In 2023, it will be worthwhile to learn how to code, and it’s a really good idea. Your job prospects are increased by learning to code, and you gain knowledge and abilities that can be applied to your personal and professional growth.
This does not imply that everybody needs to learn how to code, though. Picking up coding is only a good idea if you have a genuine passion, or if you need it for your job or to advance your career.
Reasons for Learning to Code in 2023
- Learning to code is a very challenging hobby that calls for analytical thinking and problem-solving abilities.
- Knowing how to code can lead to a wide range of employment opportunities. Software engineers and developers are in high demand, thus developing this talent might increase your marketability and help you get your ideal position.
- Several degree and non-degree alternatives are available for learning to code. You can learn to code by enrolling in a boot camp, taking lessons online or in person, watching tutorials on YouTube and other learning platforms, or simply teaching yourself using online resources.
- Coding is a rewarding professional path with many advantages.
- Having coding skills can enable you to work on a variety of side projects and create your software, websites, or applications. This is a fantastic strategy to increase both your portfolio and your additional income.
Choose Online Data Science Tutorials For Beginners
1. Full Stack Data Science, AlmaBetter
This concentration includes Machine Learning, Deep Learning, Analytics Frameworks, Math for Data Science, Python for Data Science, and ML and Data Engineering. This data science tutorial emphasizes on data analysis as well as the soft skills required to become a data scientist, such as making inferences and asking appropriate questions.
2. Full Stack Web Development, AlmaBetter
The curriculum-driven, immersive courses offered by AlmaBetter. The curriculum for Full Stack Web Development is covered in this 30-week course. The topics covered in this module are Frontend Development, Backend Development, System Design as an Elective, and Advanced Frontend as an Elective.

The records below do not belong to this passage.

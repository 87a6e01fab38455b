//! Query expression evaluation for in-memory document filtering.
//!
//! This module provides the evaluation engine for query expressions,
//! enabling filtering and comparison operations on BSON documents.

use std::{cmp::Ordering, collections::HashMap};
use bson::{Binary, Bson, datetime::DateTime, de::deserialize_from_bson};

use verdoc_core::{
    error::{DocumentStoreError, DocumentStoreResult},
    geo::GeoPoint,
    query::{Expr, FieldOp, QueryVisitor},
};

/// Type-erased, comparable representation of BSON values.
///
/// This enum wraps BSON values and provides comparison operations for
/// filtering queries. It normalizes numeric types to f64 for easy comparison,
/// so an Int32 stored value compares equal to the Int64 a filter supplies.
#[derive(Debug)]
pub(crate) enum Comparable<'a> {
    /// Null value
    Null,
    /// Boolean value
    Bool(bool),
    /// Numeric value (all integers and floats normalized to f64)
    Number(f64),
    /// DateTime value
    DateTime(DateTime),
    /// String value
    String(&'a str),
    /// Binary value (UUID identities compare through this arm)
    Binary(&'a Binary),
    /// Array of comparable values
    Array(Vec<Comparable<'a>>),
    /// Map/Object of comparable values
    Map(HashMap<&'a str, Comparable<'a>>),
}

impl<'a> From<&'a Bson> for Comparable<'a> {
    fn from(bson: &'a Bson) -> Self {
        match bson {
            Bson::Null => Comparable::Null,
            Bson::Boolean(value) => Comparable::Bool(*value),
            Bson::Int32(value) => Comparable::Number(*value as f64),
            Bson::Int64(value) => Comparable::Number(*value as f64),
            Bson::Double(value) => Comparable::Number(*value),
            Bson::DateTime(value) => Comparable::DateTime(*value),
            Bson::String(value) => Comparable::String(value),
            Bson::Binary(value) => Comparable::Binary(value),
            Bson::Array(arr) => Comparable::Array(
                arr
                    .iter()
                    .map(Comparable::from)
                    .collect::<Vec<_>>()
            ),
            Bson::Document(doc) => Comparable::Map(
                doc
                    .iter()
                    .map(|(k, v)| (k.as_str(), Comparable::from(v)))
                    .collect::<HashMap<_, _>>()
            ),
            _ => Comparable::Null, // Other types are not comparable
        }
    }
}

impl<'a> PartialEq for Comparable<'a> {
    fn eq(&self, other: &Self) -> bool {
        match (self, other) {
            (Comparable::Null, Comparable::Null) => true,
            (Comparable::Bool(a), Comparable::Bool(b)) => a == b,
            (Comparable::Number(a), Comparable::Number(b)) => a == b,
            (Comparable::DateTime(a), Comparable::DateTime(b)) => a == b,
            (Comparable::String(a), Comparable::String(b)) => a == b,
            (Comparable::Binary(a), Comparable::Binary(b)) => a == b,
            (Comparable::Array(a), Comparable::Array(b)) => a == b,
            (Comparable::Map(a), Comparable::Map(b)) => a == b,
            _ => false,
        }
    }
}

impl<'a> PartialOrd for Comparable<'a> {
    fn partial_cmp(&self, other: &Self) -> Option<Ordering> {
        match (self, other) {
            (Comparable::Bool(a), Comparable::Bool(b)) => a.partial_cmp(b),
            (Comparable::Number(a), Comparable::Number(b)) => a.partial_cmp(b),
            (Comparable::DateTime(a), Comparable::DateTime(b)) => a.partial_cmp(b),
            (Comparable::String(a), Comparable::String(b)) => a.partial_cmp(b),
            _ => None,
        }
    }
}


pub(crate) struct DocumentEvaluator<'a> {
    document: &'a Bson,
}

impl<'a> DocumentEvaluator<'a> {
    pub fn new(document: &'a Bson) -> Self {
        Self { document }
    }

    pub fn evaluate(&mut self, expr: &Expr) -> DocumentStoreResult<bool> {
        self.visit_expr(expr)
    }

    pub fn filter_documents(
        documents: impl IntoIterator<Item = &'a Bson>,
        expr: &Expr,
    ) -> DocumentStoreResult<Vec<Bson>> {
        Ok(
            documents
                .into_iter()
                .filter(|doc| {
                    DocumentEvaluator::new(doc)
                        .evaluate(expr)
                        .unwrap_or(false)
                })
                .cloned()
                .collect::<Vec<_>>()
        )
    }

    fn field_value(&self, field: &str) -> Option<&'a Bson> {
        self.document
            .as_document()
            .and_then(|doc| doc.get(field))
    }
}

impl<'a> QueryVisitor for DocumentEvaluator<'a> {
    type Output = bool;
    type Error = DocumentStoreError;

    fn visit_and(&mut self, exprs: &[Expr]) -> Result<Self::Output, Self::Error> {
        for expr in exprs {
            if !self.visit_expr(expr)? {
                return Ok(false);
            }
        }

        Ok(true)
    }

    fn visit_or(&mut self, exprs: &[Expr]) -> Result<Self::Output, Self::Error> {
        for expr in exprs {
            if self.visit_expr(expr)? {
                return Ok(true);
            }
        }

        Ok(false)
    }

    fn visit_not(&mut self, expr: &Expr) -> Result<Self::Output, Self::Error> {
        Ok(!self.visit_expr(expr)?)
    }

    fn visit_exists(&mut self, field: &str, should_exist: bool) -> Result<Self::Output, Self::Error> {
        Ok(self.field_value(field).is_some() == should_exist)
    }

    fn visit_field(&mut self, field: &str, op: &FieldOp, value: &Bson) -> Result<Self::Output, Self::Error> {
        match self.field_value(field) {
            Some(field_value) => match op {
                FieldOp::Eq => Ok(Comparable::from(field_value) == Comparable::from(value)),
                FieldOp::Ne => Ok(Comparable::from(field_value) != Comparable::from(value)),
                FieldOp::Gt | FieldOp::Gte | FieldOp::Lt | FieldOp::Lte => {
                    match Comparable::from(field_value).partial_cmp(&Comparable::from(value)) {
                        Some(ordering) => Ok(match op {
                            FieldOp::Gt => ordering == Ordering::Greater,
                            FieldOp::Gte => ordering == Ordering::Greater || ordering == Ordering::Equal,
                            FieldOp::Lt => ordering == Ordering::Less,
                            FieldOp::Lte => ordering == Ordering::Less || ordering == Ordering::Equal,
                            _ => unreachable!(),
                        }),
                        None => Ok(false),
                    }
                },
            },
            None => Ok(false),
        }
    }

    fn visit_near(
        &mut self,
        field: &str,
        point: &GeoPoint,
        max_distance_meters: f64,
    ) -> Result<Self::Output, Self::Error> {
        // A field that is absent or not a GeoJSON point simply doesn't match.
        let Some(value) = self.field_value(field) else {
            return Ok(false);
        };

        match deserialize_from_bson::<GeoPoint>(value.clone()) {
            Ok(stored) => Ok(stored.distance_meters(point) <= max_distance_meters),
            Err(_) => Ok(false),
        }
    }
}

#[cfg(test)]
mod tests {
    use super::*;
    use bson::doc;
    use verdoc_core::query::Filter;

    fn luke() -> Bson {
        Bson::Document(doc! { "name": "Luke", "age": 19 })
    }

    #[test]
    fn eq_matches_exact_values() {
        assert!(DocumentEvaluator::new(&luke()).evaluate(&Filter::eq("name", "Luke")).unwrap());
        assert!(!DocumentEvaluator::new(&luke()).evaluate(&Filter::eq("name", "Yoda")).unwrap());
    }

    #[test]
    fn numeric_comparison_normalizes_integer_widths() {
        // Stored Int32, filter Int64.
        assert!(DocumentEvaluator::new(&luke()).evaluate(&Filter::eq("age", 19i64)).unwrap());
        assert!(DocumentEvaluator::new(&luke()).evaluate(&Filter::gt("age", 18i64)).unwrap());
        assert!(!DocumentEvaluator::new(&luke()).evaluate(&Filter::lt("age", 19i64)).unwrap());
    }

    #[test]
    fn missing_fields_never_match() {
        assert!(!DocumentEvaluator::new(&luke()).evaluate(&Filter::eq("rank", "Master")).unwrap());
        assert!(DocumentEvaluator::new(&luke()).evaluate(&Filter::not_exists("rank")).unwrap());
    }

    #[test]
    fn binary_identities_compare_by_value() {
        use verdoc_core::document::DocumentId;

        let id = DocumentId::new();
        let other = DocumentId::new();
        let stored = Bson::Document(doc! { "_id": id.as_uuid(), "name": "Luke" });

        assert!(DocumentEvaluator::new(&stored).evaluate(&Filter::id(id)).unwrap());
        assert!(!DocumentEvaluator::new(&stored).evaluate(&Filter::id(other)).unwrap());
    }

    #[test]
    fn near_matches_within_distance_only() {
        let place = Bson::Document(doc! {
            "name": "Central Park",
            "location": { "type": "Point", "coordinates": [-73.97, 40.77] },
        });

        let close = Filter::near("location", GeoPoint::new(-73.9667, 40.78), 5_000.0);
        let tight = Filter::near("location", GeoPoint::new(-73.9667, 40.78), 100.0);

        assert!(DocumentEvaluator::new(&place).evaluate(&close).unwrap());
        assert!(!DocumentEvaluator::new(&place).evaluate(&tight).unwrap());
    }
}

3. Introduction to Data Science Using Python, Udemy
If you want to start from scratch, this is a great place to do so. The foundational information you should know is covered throughout the course, including what data science and machine learning are, what a typical day in the life of a data scientist looks like, and how the Python programming language fits into that framework.
4. Learn SQL, Codecademy
Before delving too further, would you like a general overview of SQL (another significant computer language used extensively in data science)? The free course offered by Codecademy is an excellent place to start learning the fundamentals.
Linear algebra is indeed crucial to data science. This course ought to accomplish the task in a day or two if you don’t want to return to school entirely.
6. Introduction to Machine Learning for Data Science, Udemy
This beginner-level course, which covers subjects like artificial intelligence (AI), machine learning, and computer science and teaches you how they all work together, can be finished in less than six hours. Although the website does provide a seven-day free trial, the fee could get quite high depending on how and when you choose to pay.
Also read: Some great ideas to rock the intros of your eLearning course
7. Supervised Machine Learning: Regression and Classification, Coursera
This is the ideal place to start if you want to learn data science in its entirety. This course, which is being taught by the co-founder of Coursera (yes, really), will delve deeply into machine learning—what it is, how it functions, and how you can use it in a data science career.
8. Data Science Foundations, Codecademy
Codecademy career paths are excellent for a variety of reasons. They start by researching deeply and systematically into a certain issue and then provide you with all the tools you require. They also assist you in applying your knowledge to real-world situations and practical tasks, which is helpful. You can even change to one of their more specialised career tracks for data scientists if you complete this course.
Data science is expected to experience some of the most significant advancements in the next ten years, thanks to the data explosion, the growth of the internet of things (IoT), and social media. Experts predict that over the next 10 years, the utility of computers and mobile devices will rise due to the emergence of machines. In addition, analysts predict that as people consume enormous volumes of online data, social media use will significantly rise. We think that the above-mentioned courses will enable those who are eager to learn data science to advance rapidly in their careers.